_Action item_
Filter the data for lines with the word "slot", then copy every line so identified.
[The data]
//! An arena-backed BST with parent pointers.
//!
//! Nodes are stored in a [`generational_arena::Arena`] owned by the
//! [`Tree`]; `left`, `right`, and `parent` are arena indices instead of
//! owning pointers. A child pointing back at its parent therefore never
//! forms a reference cycle, and the parent lookup stays `O(1)`. The
//! generational indices also mean a handle to a deleted node is detectably
//! stale rather than silently aliasing a reused slot.
//!
//! Callers interact with nodes through [`NodeId`] handles. A `NodeId` is
//! only meaningful for the tree that issued it and only while its node is
//! still in the tree.
//!
//! # Examples
//!
//! ```
//! use arena_bst::arena::Tree;
//!
//! let mut tree = Tree::new();
//!
//! // Nothing in here yet.
//! assert_eq!(tree.search(&1), None);
//!
//! tree.insert(1, "one").unwrap();
//! let node = tree.search(&1).unwrap();
//! assert_eq!(tree.data(node), &"one");
//!
//! // Inserting the same key again is an error and changes nothing.
//! assert!(tree.insert(1, "uno").is_err());
//! assert_eq!(tree.data(node), &"one");
//!
//! tree.delete(&1);
//! assert_eq!(tree.search(&1), None);
//! ```

use std::cmp::Ordering;
use std::fmt;

use generational_arena::{Arena, Index};

use crate::error::DuplicateKeyError;

/// A handle to a node in a [`Tree`].
///
/// Handles are cheap to copy and stay valid until the node they name is
/// deleted. They carry no lifetime - the key and payload are read back
/// through the tree with [`Tree::key`] and [`Tree::data`].
#[derive(Clone, Copy, PartialEq, Eq, Hash, Debug)]
pub struct NodeId(Index);

#[derive(Clone)]
struct Node<K, V> {
    key: K,
    data: V,
    parent: Option<Index>,
    left: Option<Index>,
    right: Option<Index>,
}

/// An unbalanced Binary Search Tree. This can be used for inserting,
/// finding, and deleting keys and payloads, and for walking the stored
/// keys in sorted order via [`leftmost`][Tree::leftmost] and
/// [`successor`][Tree::successor].
pub struct Tree<K, V> {
    nodes: Arena<Node<K, V>>,
    root: Option<Index>,
}

impl<K, V> Default for Tree<K, V> {
    fn default() -> Self {
        Self::new()
    }
}

impl<K, V> Clone for Tree<K, V>
where
    K: Clone,
    V: Clone,
{
    // Indices survive an arena clone unchanged, so the links can be copied
    // as-is.
    fn clone(&self) -> Self {
        Self {
            nodes: self.nodes.clone(),
            root: self.root,
        }
    }
}

impl<K, V> Tree<K, V> {
    /// Generates a new, empty `Tree`.
    pub fn new() -> Self {
        Self {
            nodes: Arena::new(),
            root: None,
        }
    }

    /// The number of nodes in the tree.
    pub fn len(&self) -> usize {
        self.nodes.len()
    }

    /// Whether the tree holds no nodes.
    pub fn is_empty(&self) -> bool {
        self.nodes.is_empty()
    }

    /// The root node, or `None` for an empty tree.
    pub fn root(&self) -> Option<NodeId> {
        self.root.map(NodeId)
    }

    /// Potentially finds the node holding the given key. If no node has
    /// the corresponding key, `None` is returned.
    ///
    /// This is a pure read: it never mutates the tree and runs in
    /// `O(height)`.
    ///
    /// # Examples
    ///
    /// ```
    /// use arena_bst::arena::Tree;
    ///
    /// let mut tree = Tree::new();
    /// tree.insert(1, 2).unwrap();
    ///
    /// let node = tree.search(&1).unwrap();
    /// assert_eq!(tree.key(node), &1);
    /// assert_eq!(tree.data(node), &2);
    /// assert_eq!(tree.search(&42), None);
    /// ```
    pub fn search(&self, key: &K) -> Option<NodeId>
    where
        K: Ord,
    {
        let mut current = self.root;
        while let Some(idx) = current {
            let node = &self.nodes[idx];
            match key.cmp(&node.key) {
                Ordering::Less => current = node.left,
                Ordering::Greater => current = node.right,
                Ordering::Equal => return Some(NodeId(idx)),
            }
        }
        None
    }

    /// Inserts the given payload into the tree stored at the given key.
    ///
    /// Keys are unique: inserting a key that is already present fails with
    /// [`DuplicateKeyError`] carrying the rejected key, and the tree is
    /// left untouched.
    ///
    /// # Examples
    ///
    /// ```
    /// use arena_bst::arena::Tree;
    ///
    /// let mut tree = Tree::new();
    ///
    /// assert!(tree.insert(1, 2).is_ok());
    /// assert_eq!(tree.insert(1, 3).unwrap_err().key, 1);
    /// ```
    pub fn insert(&mut self, key: K, data: V) -> Result<(), DuplicateKeyError<K>>
    where
        K: Ord,
    {
        // Walk down as in `search`, remembering the last node visited: if
        // the key is absent, that node is the new node's parent.
        let mut parent = None;
        let mut current = self.root;
        while let Some(idx) = current {
            parent = Some(idx);
            let node = &self.nodes[idx];
            match key.cmp(&node.key) {
                Ordering::Less => current = node.left,
                Ordering::Greater => current = node.right,
                Ordering::Equal => return Err(DuplicateKeyError { key }),
            }
        }

        let new = self.nodes.insert(Node {
            key,
            data,
            parent,
            left: None,
            right: None,
        });
        match parent {
            None => self.root = Some(new),
            Some(p) => {
                let goes_left = self.nodes[new].key < self.nodes[p].key;
                if goes_left {
                    self.nodes[p].left = Some(new);
                } else {
                    self.nodes[p].right = Some(new);
                }
            }
        }

        if cfg!(debug_assertions) {
            if let Some(p) = parent {
                let parent_node = &self.nodes[p];
                if let Some(left) = parent_node.left {
                    assert!(self.nodes[left].key < parent_node.key);
                }
                if let Some(right) = parent_node.right {
                    assert!(self.nodes[right].key > parent_node.key);
                }
            }
        }

        Ok(())
    }

    /// Deletes the node containing the given key from the tree. If the
    /// tree does not contain a node with the key, nothing happens.
    ///
    /// Any `NodeId` previously obtained for the deleted node is stale
    /// afterwards.
    ///
    /// # Examples
    ///
    /// ```
    /// use arena_bst::arena::Tree;
    ///
    /// let mut tree = Tree::new();
    /// tree.insert(1, 2).unwrap();
    ///
    /// tree.delete(&1);
    /// assert_eq!(tree.search(&1), None);
    ///
    /// // Absent keys are a no-op, not an error.
    /// tree.delete(&42);
    /// ```
    pub fn delete(&mut self, key: &K)
    where
        K: Ord,
    {
        let deleting = match self.search(key) {
            Some(NodeId(idx)) => idx,
            None => return,
        };

        let left = self.nodes[deleting].left;
        let right = self.nodes[deleting].right;
        match (left, right) {
            (None, _) => self.transplant(deleting, right),
            (_, None) => self.transplant(deleting, left),
            (Some(left), Some(right)) => {
                // Replace with the in-order successor: the leftmost node of
                // the right subtree. If it isn't the direct right child it
                // first has to be spliced out of its own position (it has
                // no left child, so its right subtree fills the gap).
                let replacing = self.leftmost_idx(right);
                if self.nodes[replacing].parent != Some(deleting) {
                    let replacing_right = self.nodes[replacing].right;
                    self.transplant(replacing, replacing_right);
                    self.nodes[replacing].right = Some(right);
                    self.nodes[right].parent = Some(replacing);
                }
                self.transplant(deleting, Some(replacing));
                self.nodes[replacing].left = Some(left);
                self.nodes[left].parent = Some(replacing);
            }
        }

        self.nodes.remove(deleting);
    }

    /// Replaces the subtree rooted at `deleting` with the subtree rooted
    /// at `replacing` in `deleting`'s parent's child slot, and reparents
    /// `replacing` accordingly.
    ///
    /// `replacing`'s own children are not touched; the caller reattaches
    /// them. `deleting`'s links are also left alone - after this call it
    /// is simply no longer reachable from its former parent.
    fn transplant(&mut self, deleting: Index, replacing: Option<Index>) {
        let parent = self.nodes[deleting].parent;
        match parent {
            None => self.root = replacing,
            Some(p) => {
                if self.nodes[p].left == Some(deleting) {
                    self.nodes[p].left = replacing;
                } else {
                    self.nodes[p].right = replacing;
                }
            }
        }
        if let Some(r) = replacing {
            self.nodes[r].parent = parent;
        }
    }

    /// The height of the subtree rooted at the given node: 0 for a leaf,
    /// otherwise one more than the taller child.
    ///
    /// Computed with a level-order walk rather than recursion so that a
    /// degenerate chain can't exhaust the stack.
    ///
    /// # Panics
    ///
    /// When the node is stale or belongs to another tree.
    pub fn height(&self, node: NodeId) -> usize {
        let mut height = 0;
        let mut level = vec![node.0];
        loop {
            let mut next = Vec::new();
            for &idx in &level {
                let node = &self.nodes[idx];
                next.extend(node.left);
                next.extend(node.right);
            }
            if next.is_empty() {
                return height;
            }
            height += 1;
            level = next;
        }
    }

    /// The minimum-keyed node of the subtree rooted at the given node,
    /// found by following `left` links to their end.
    ///
    /// # Panics
    ///
    /// When the node is stale or belongs to another tree.
    pub fn leftmost(&self, node: NodeId) -> NodeId {
        NodeId(self.leftmost_idx(node.0))
    }

    /// The maximum-keyed node of the subtree rooted at the given node,
    /// found by following `right` links to their end.
    ///
    /// # Panics
    ///
    /// When the node is stale or belongs to another tree.
    pub fn rightmost(&self, node: NodeId) -> NodeId {
        let mut current = node.0;
        while let Some(right) = self.nodes[current].right {
            current = right;
        }
        NodeId(current)
    }

    /// The node with the next-smaller key, in sorted order, or `None` if
    /// this node holds the minimum.
    ///
    /// With a left subtree this is its rightmost node; otherwise it is the
    /// first ancestor reached from a right child while walking up.
    ///
    /// # Panics
    ///
    /// When the node is stale or belongs to another tree.
    pub fn predecessor(&self, node: NodeId) -> Option<NodeId> {
        if let Some(left) = self.nodes[node.0].left {
            return Some(self.rightmost(NodeId(left)));
        }
        let mut current = node.0;
        let mut parent = self.nodes[current].parent;
        while let Some(p) = parent {
            if self.nodes[p].right == Some(current) {
                return Some(NodeId(p));
            }
            current = p;
            parent = self.nodes[p].parent;
        }
        None
    }

    /// The node with the next-larger key, in sorted order, or `None` if
    /// this node holds the maximum.
    ///
    /// With a right subtree this is its leftmost node; otherwise it is the
    /// first ancestor reached from a left child while walking up.
    ///
    /// # Panics
    ///
    /// When the node is stale or belongs to another tree.
    pub fn successor(&self, node: NodeId) -> Option<NodeId> {
        if let Some(right) = self.nodes[node.0].right {
            return Some(self.leftmost(NodeId(right)));
        }
        let mut current = node.0;
        let mut parent = self.nodes[current].parent;
        while let Some(p) = parent {
            if self.nodes[p].left == Some(current) {
                return Some(NodeId(p));
            }
            current = p;
            parent = self.nodes[p].parent;
        }
        None
    }

    /// The key of the given node.
    ///
    /// # Panics
    ///
    /// When the node is stale or belongs to another tree.
    pub fn key(&self, node: NodeId) -> &K {
        &self.nodes[node.0].key
    }

    /// Borrows the payload of the given node.
    ///
    /// # Panics
    ///
    /// When the node is stale or belongs to another tree.
    pub fn data(&self, node: NodeId) -> &V {
        &self.nodes[node.0].data
    }

    /// Mutably borrows the payload of the given node. The key cannot be
    /// changed this way, so the tree's ordering is not at risk.
    ///
    /// # Panics
    ///
    /// When the node is stale or belongs to another tree.
    pub fn data_mut(&mut self, node: NodeId) -> &mut V {
        &mut self.nodes[node.0].data
    }

    /// The parent of the given node, or `None` for the root.
    ///
    /// # Panics
    ///
    /// When the node is stale or belongs to another tree.
    pub fn parent(&self, node: NodeId) -> Option<NodeId> {
        self.nodes[node.0].parent.map(NodeId)
    }

    /// The left child of the given node, if any.
    ///
    /// # Panics
    ///
    /// When the node is stale or belongs to another tree.
    pub fn left(&self, node: NodeId) -> Option<NodeId> {
        self.nodes[node.0].left.map(NodeId)
    }

    /// The right child of the given node, if any.
    ///
    /// # Panics
    ///
    /// When the node is stale or belongs to another tree.
    pub fn right(&self, node: NodeId) -> Option<NodeId> {
        self.nodes[node.0].right.map(NodeId)
    }

    fn leftmost_idx(&self, mut current: Index) -> Index {
        while let Some(left) = self.nodes[current].left {
            current = left;
        }
        current
    }
}

impl<K, V> fmt::Display for Tree<K, V>
where
    K: fmt::Display,
    V: fmt::Display,
{
    fn fmt(&self, f: &mut fmt::Formatter<'_>) -> fmt::Result {
        match self.root {
            None => f.write_str("empty tree"),
            Some(root) => {
                let node = &self.nodes[root];
                write!(
                    f,
                    "root: {} => {}, height: {}",
                    node.key,
                    node.data,
                    self.height(NodeId(root))
                )
            }
        }
    }
}

impl<K, V> fmt::Debug for Tree<K, V>
where
    K: fmt::Debug,
    V: fmt::Debug,
{
    // TODO stack based Debug
    fn fmt(&self, f: &mut fmt::Formatter<'_>) -> fmt::Result {
        f.debug_struct("Tree")
            .field("root", &self.root.map(|idx| NodeDebug { tree: self, idx }))
            .finish()
    }
}

struct NodeDebug<'a, K, V> {
    tree: &'a Tree<K, V>,
    idx: Index,
}

impl<'a, K, V> fmt::Debug for NodeDebug<'a, K, V>
where
    K: fmt::Debug,
    V: fmt::Debug,
{
    fn fmt(&self, f: &mut fmt::Formatter<'_>) -> fmt::Result {
        let node = &self.tree.nodes[self.idx];
        let child = |idx| NodeDebug {
            tree: self.tree,
            idx,
        };
        f.debug_struct("Node")
            .field("key", &node.key)
            .field("data", &node.data)
            .field("left", &node.left.map(child))
            .field("right", &node.right.map(child))
            .finish()
    }
}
[/The data]
_Response below_
//! stale rather than silently aliasing a reused slot.
    /// at `replacing` in `deleting`'s parent's child slot, and reparents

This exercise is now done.